Nach ca. 3-1/2 Minuten war die Fahrt zu Ende. Wir sammelten unsere Utensilien wieder ein und kehrten erleichtert und stolz zu den Freunden zurück, die sich nicht getraut hatten.
Mancheiner wird uns für verrückt erklären, dass wir es auf uns genommen haben, für ein paar Minuten Thrill 90 Minuten zu warten. Soll ich euch mal was sagen: Es hat sich gelohnt! Für den restlichen Nachmittag verzichteten wir aber auf weitere Fahrten jeder Art. Ich wäre zwar gern nochmal gefahren, aber unseren etwas angeschlagenen Rücken zuliebe war es wohl besser so. Das hielt die anderen natürlich nicht davon ob, in andere Bahnen einzusteigen.

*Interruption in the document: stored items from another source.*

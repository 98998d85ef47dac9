/// Format a float as a kronor amount with thousands separators: 1 234,56 kr
pub fn money(val: f64) -> String {
    let negative = val < 0.0;
    let abs = val.abs();
    let cents = format!("{:.2}", abs);
    let parts: Vec<&str> = cents.split('.').collect();
    let int_part = parts[0];
    let dec_part = parts[1];

    let mut with_spaces = String::new();
    for (i, c) in int_part.chars().rev().enumerate() {
        if i > 0 && i % 3 == 0 {
            with_spaces.push(' ');
        }
        with_spaces.push(c);
    }
    let with_spaces: String = with_spaces.chars().rev().collect();

    if negative {
        format!("-{with_spaces},{dec_part} kr")
    } else {
        format!("{with_spaces},{dec_part} kr")
    }
}
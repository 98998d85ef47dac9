use std::path::PathBuf;

use crate::db::{get_connection, init_db};
use crate::error::Result;
use crate::settings::{load_settings, save_settings, Settings};

pub fn run(data_dir: Option<String>) -> Result<()> {
    let mut settings = load_settings();

    if let Some(dir) = data_dir {
        settings.data_dir = shellexpand_path(&dir);
    }

    save_settings(&settings)?;

    // KASSA_DATA_DIR wins here too, so init and later commands agree on
    // where the database lives.
    let resolved = crate::settings::get_data_dir();
    std::fs::create_dir_all(&resolved)?;

    let conn = get_connection(&resolved.join("kassa.db"))?;
    init_db(&conn)?;

    println!("Initialized kassa at {}", resolved.display());
    Ok(())
}

fn shellexpand_path(path: &str) -> String {
    if path.starts_with('~') {
        if let Some(home) = dirs::home_dir() {
            return path.replacen('~', &home.to_string_lossy(), 1);
        }
    }
    std::fs::canonicalize(path)
        .unwrap_or_else(|_| PathBuf::from(path))
        .to_string_lossy()
        .to_string()
}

Um 18:00 Uhr werden die Attraktionen geschlossen. Wer noch in der Warteschlange steht, darf noch fahren. Wir holten unsere Reste aus der Bodega und verstauten alles in Rucksäcken und im Bollerwagen während einige noch mal im Fluch von Novgorod einen Ride machen wollten – oder auch ein paar mehr. Während wir auf sie warteten, hörten wir es plötzlich scheppern. Wir sahen gerade noch, wie ein Handy aus der Bahn segelte und auf dem Boden auseinanderfiel. Wieso das gerade an dieser Stelle passierte, wo die Fahrt fast zu ende ist – keine Ahnung. Wollte das Girlie vielleicht ein Selfie machen und das Handy ist ihr aus der Hand gefallen? Wir werden es nie erfahren.
Wir machten uns auf den Weg, den Park zu verlassen und für die Heimfahrt unsere Wagen aufzusuchen. Ein wirklich schöner und entspannter Tag mit lieben Menschen war zu Ende.